I used a 30 mL measure to scoop the meatballs. Its handle wasn’t very strong so it didn’t work great, but it was good that it prevented my meatballs from getting progressively bigger as I was making them. (I don’t have cookie scoops like the recipe author recommended.) I baked the meatballs on an unlined full sheet pan (I bought it at a restaurant supply store and it fills my entire oven) with little space between the meatballs so it was only 2 sheets of meatballs + 1 batch of 10 hamburgers. (It makes good hamburgers, too.) I had no issues with the meatballs sticking to the baking sheet. The 17 minutes the recipe called for was pretty close, but I checked the meatballs by choosing a big one and cutting it half to see if the meat was fully cooked in the middle. I could have used my instant-read thermometer too. (160 degrees in the middle.)

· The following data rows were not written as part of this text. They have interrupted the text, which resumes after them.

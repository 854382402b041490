//! KDL schema for config.kdl.
//!
//! This module provides:
//! - A Rust struct representing the KDL schema
//! - Serialization/deserialization to/from KDL format
//! - Validation
//!
//! Every field is optional so that system and session files can be layered.

use std::collections::BTreeMap;
use std::fs;
use std::io;
use std::path::Path;

use kdl::{KdlDocument, KdlEntry, KdlNode, KdlValue};

use crate::{Error, Result};

/// Tunables stored in config.kdl.
///
/// # KDL Schema
///
/// ```kdl
/// lock-timeout 10
/// max-retries 3
/// retry-delay 1
/// unresponsive-threshold 600
/// complexity-threshold 20
/// coverage-drop-threshold 5.0
/// categories "build" "debug" "codegen"
/// routing {
///     security-audit "agent_security"
/// }
/// ```
#[derive(Debug, Clone, Default, PartialEq)]
pub struct QuartermasterConfig {
    pub lock_timeout_secs: Option<f64>,
    pub max_retries: Option<u32>,
    pub retry_delay_secs: Option<f64>,
    pub unresponsive_threshold_secs: Option<f64>,
    pub supervise_interval_secs: Option<f64>,
    pub sync_interval_secs: Option<f64>,
    pub monitor_interval_secs: Option<f64>,
    pub complexity_threshold: Option<u32>,
    pub coverage_drop_threshold: Option<f64>,
    pub build_time_increase_threshold: Option<f64>,
    pub error_rate_threshold: Option<u32>,
    pub dependency_stale_days: Option<u32>,
    pub checkpoint_keep: Option<u32>,
    pub command_timeout_secs: Option<f64>,
    /// Worker categories that receive knowledge broadcasts
    pub categories: Option<Vec<String>>,
    /// Task type -> agent name overrides
    pub routing: BTreeMap<String, String>,
}

impl QuartermasterConfig {
    /// Create an empty config with no values set.
    pub fn new() -> Self {
        Self::default()
    }

    /// Load a config file. A missing file yields an empty config.
    pub fn load(path: &Path) -> Result<Self> {
        let contents = match fs::read_to_string(path) {
            Ok(contents) => contents,
            Err(e) if e.kind() == io::ErrorKind::NotFound => return Ok(Self::new()),
            Err(e) => return Err(e.into()),
        };
        let doc: KdlDocument = contents
            .parse()
            .map_err(|e| Error::Config(format!("{}: {}", path.display(), e)))?;
        let config = Self::from_kdl(&doc);
        config
            .validate()
            .map_err(|e| Error::Config(format!("{}: {}", path.display(), e)))?;
        Ok(config)
    }

    /// Validate the config values.
    ///
    /// Returns an error message if any value is invalid.
    pub fn validate(&self) -> std::result::Result<(), String> {
        let durations = [
            ("lock-timeout", self.lock_timeout_secs),
            ("retry-delay", self.retry_delay_secs),
            ("unresponsive-threshold", self.unresponsive_threshold_secs),
            ("supervise-interval", self.supervise_interval_secs),
            ("sync-interval", self.sync_interval_secs),
            ("monitor-interval", self.monitor_interval_secs),
            ("command-timeout", self.command_timeout_secs),
            ("coverage-drop-threshold", self.coverage_drop_threshold),
            (
                "build-time-increase-threshold",
                self.build_time_increase_threshold,
            ),
        ];
        for (key, value) in durations {
            if let Some(v) = value {
                if !v.is_finite() || v < 0.0 {
                    return Err(format!("{} must be a non-negative number, got {}", key, v));
                }
            }
        }
        if self.max_retries == Some(0) {
            return Err("max-retries must be at least 1".to_string());
        }
        if let Some(ref categories) = self.categories {
            if categories.iter().any(|c| c.trim().is_empty()) {
                return Err("categories must not contain empty names".to_string());
            }
        }
        Ok(())
    }

    /// Parse config from a KDL document.
    pub fn from_kdl(doc: &KdlDocument) -> Self {
        let mut config = Self::new();

        config.lock_timeout_secs = number(doc, "lock-timeout");
        config.max_retries = integer(doc, "max-retries");
        config.retry_delay_secs = number(doc, "retry-delay");
        config.unresponsive_threshold_secs = number(doc, "unresponsive-threshold");
        config.supervise_interval_secs = number(doc, "supervise-interval");
        config.sync_interval_secs = number(doc, "sync-interval");
        config.monitor_interval_secs = number(doc, "monitor-interval");
        config.complexity_threshold = integer(doc, "complexity-threshold");
        config.coverage_drop_threshold = number(doc, "coverage-drop-threshold");
        config.build_time_increase_threshold = number(doc, "build-time-increase-threshold");
        config.error_rate_threshold = integer(doc, "error-rate-threshold");
        config.dependency_stale_days = integer(doc, "dependency-stale-days");
        config.checkpoint_keep = integer(doc, "checkpoint-keep");
        config.command_timeout_secs = number(doc, "command-timeout");

        if let Some(node) = doc.get("categories") {
            let categories: Vec<String> = node
                .entries()
                .iter()
                .filter_map(|entry| entry.value().as_string().map(str::to_string))
                .collect();
            if !categories.is_empty() {
                config.categories = Some(categories);
            }
        }

        if let Some(children) = doc.get("routing").and_then(|node| node.children()) {
            for route in children.nodes() {
                if let Some(agent) = route
                    .entries()
                    .first()
                    .and_then(|entry| entry.value().as_string())
                {
                    config
                        .routing
                        .insert(route.name().value().to_string(), agent.to_string());
                }
            }
        }

        config
    }

    /// Convert config to a KDL document.
    pub fn to_kdl(&self) -> KdlDocument {
        let mut doc = KdlDocument::new();

        push_number(&mut doc, "lock-timeout", self.lock_timeout_secs);
        push_integer(&mut doc, "max-retries", self.max_retries);
        push_number(&mut doc, "retry-delay", self.retry_delay_secs);
        push_number(
            &mut doc,
            "unresponsive-threshold",
            self.unresponsive_threshold_secs,
        );
        push_number(&mut doc, "supervise-interval", self.supervise_interval_secs);
        push_number(&mut doc, "sync-interval", self.sync_interval_secs);
        push_number(&mut doc, "monitor-interval", self.monitor_interval_secs);
        push_integer(&mut doc, "complexity-threshold", self.complexity_threshold);
        push_number(
            &mut doc,
            "coverage-drop-threshold",
            self.coverage_drop_threshold,
        );
        push_number(
            &mut doc,
            "build-time-increase-threshold",
            self.build_time_increase_threshold,
        );
        push_integer(&mut doc, "error-rate-threshold", self.error_rate_threshold);
        push_integer(&mut doc, "dependency-stale-days", self.dependency_stale_days);
        push_integer(&mut doc, "checkpoint-keep", self.checkpoint_keep);
        push_number(&mut doc, "command-timeout", self.command_timeout_secs);

        if let Some(ref categories) = self.categories {
            let mut node = KdlNode::new("categories");
            for category in categories {
                node.push(KdlEntry::new(KdlValue::String(category.clone())));
            }
            doc.nodes_mut().push(node);
        }

        if !self.routing.is_empty() {
            let mut children = KdlDocument::new();
            for (task_type, agent) in &self.routing {
                let mut route = KdlNode::new(task_type.as_str());
                route.push(KdlEntry::new(KdlValue::String(agent.clone())));
                children.nodes_mut().push(route);
            }
            let mut node = KdlNode::new("routing");
            node.set_children(children);
            doc.nodes_mut().push(node);
        }

        doc
    }

    /// Merge another config into this one.
    /// Values from `other` override values in `self` if they are Some.
    /// Routing entries merge per task type.
    pub fn merge(&mut self, other: &QuartermasterConfig) {
        macro_rules! take {
            ($($field:ident),*) => {
                $(if other.$field.is_some() {
                    self.$field = other.$field.clone();
                })*
            };
        }
        take!(
            lock_timeout_secs,
            max_retries,
            retry_delay_secs,
            unresponsive_threshold_secs,
            supervise_interval_secs,
            sync_interval_secs,
            monitor_interval_secs,
            complexity_threshold,
            coverage_drop_threshold,
            build_time_increase_threshold,
            error_rate_threshold,
            dependency_stale_days,
            checkpoint_keep,
            command_timeout_secs,
            categories
        );
        for (task_type, agent) in &other.routing {
            self.routing.insert(task_type.clone(), agent.clone());
        }
    }
}

/// First entry of `key` as a number, accepting integers and floats.
fn number(doc: &KdlDocument, key: &str) -> Option<f64> {
    let value = doc.get(key)?.entries().first()?.value();
    value
        .as_float()
        .or_else(|| value.as_integer().map(|i| i as f64))
}

/// First entry of `key` as a non-negative integer.
fn integer<T: TryFrom<i128>>(doc: &KdlDocument, key: &str) -> Option<T> {
    let value = doc.get(key)?.entries().first()?.value().as_integer()?;
    T::try_from(value).ok()
}

fn push_number(doc: &mut KdlDocument, key: &str, value: Option<f64>) {
    if let Some(v) = value {
        let mut node = KdlNode::new(key);
        if v.fract() == 0.0 {
            node.push(KdlEntry::new(KdlValue::Integer(v as i128)));
        } else {
            node.push(KdlEntry::new(KdlValue::Float(v)));
        }
        doc.nodes_mut().push(node);
    }
}

fn push_integer<T: Into<i128> + Copy>(doc: &mut KdlDocument, key: &str, value: Option<T>) {
    if let Some(v) = value {
        let mut node = KdlNode::new(key);
        node.push(KdlEntry::new(KdlValue::Integer(v.into())));
        doc.nodes_mut().push(node);
    }
}

#[cfg(test)]
mod tests {
    use super::*;
    use tempfile::TempDir;

    fn parse(src: &str) -> QuartermasterConfig {
        QuartermasterConfig::from_kdl(&src.parse::<KdlDocument>().unwrap())
    }

    #[test]
    fn test_parse_scalar_settings() {
        let config = parse(
            r#"
            lock-timeout 5
            max-retries 4
            retry-delay 0.5
            complexity-threshold 30
            coverage-drop-threshold 2.5
            "#,
        );
        assert_eq!(config.lock_timeout_secs, Some(5.0));
        assert_eq!(config.max_retries, Some(4));
        assert_eq!(config.retry_delay_secs, Some(0.5));
        assert_eq!(config.complexity_threshold, Some(30));
        assert_eq!(config.coverage_drop_threshold, Some(2.5));
        assert_eq!(config.unresponsive_threshold_secs, None);
    }

    #[test]
    fn test_parse_categories_and_routing() {
        let config = parse(
            r#"
            categories "build" "lint"
            routing {
                security-audit "agent_security"
                release "agent_release"
            }
            "#,
        );
        assert_eq!(
            config.categories,
            Some(vec!["build".to_string(), "lint".to_string()])
        );
        assert_eq!(
            config.routing.get("security-audit").map(String::as_str),
            Some("agent_security")
        );
        assert_eq!(config.routing.len(), 2);
    }

    #[test]
    fn test_negative_integer_is_ignored() {
        let config = parse("max-retries -1\n");
        assert_eq!(config.max_retries, None);
    }

    #[test]
    fn test_validate_rejects_zero_retries() {
        let config = QuartermasterConfig {
            max_retries: Some(0),
            ..Default::default()
        };
        assert!(config.validate().is_err());
    }

    #[test]
    fn test_kdl_roundtrip_preserves_routing() {
        let mut config = QuartermasterConfig::new();
        config.lock_timeout_secs = Some(2.5);
        config.checkpoint_keep = Some(4);
        config
            .routing
            .insert("deploy".to_string(), "agent_deploy".to_string());

        let reparsed = QuartermasterConfig::from_kdl(&config.to_kdl());
        assert_eq!(reparsed, config);
    }

    #[test]
    fn test_merge_overrides_and_extends_routing() {
        let mut base = parse("lock-timeout 10\nrouting {\n a \"x\"\n}\n");
        let session = parse("lock-timeout 3\nrouting {\n b \"y\"\n}\n");
        base.merge(&session);

        assert_eq!(base.lock_timeout_secs, Some(3.0));
        assert_eq!(base.routing.len(), 2);
    }

    #[test]
    fn test_load_missing_file_is_empty() {
        let dir = TempDir::new().unwrap();
        let config = QuartermasterConfig::load(&dir.path().join("config.kdl")).unwrap();
        assert_eq!(config, QuartermasterConfig::new());
    }

    #[test]
    fn test_load_invalid_kdl_errors() {
        let dir = TempDir::new().unwrap();
        let path = dir.path().join("config.kdl");
        fs::write(&path, "routing {\n").unwrap();
        assert!(matches!(
            QuartermasterConfig::load(&path),
            Err(Error::Config(_))
        ));
    }
}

I cut my finger this weekend and so I’ve been using some nitrile gloves I keep around for chopping chiles to protect my hands. This is just a reminder to myself that mixing ground meat is so much more pleasant with disposable gloves on! (Weight-loss trivia: my hands appear to be a bit smaller. I bought small nitrile gloves because I always wore small latex gloves but it turns out that the nitrile gloves aren’t as stretchy so they fit smaller. I’ve been squeezing my hands in to them to avoid wasting them and it seems like an easier fit than it used to be. I’ll still buy medium next time, of course.)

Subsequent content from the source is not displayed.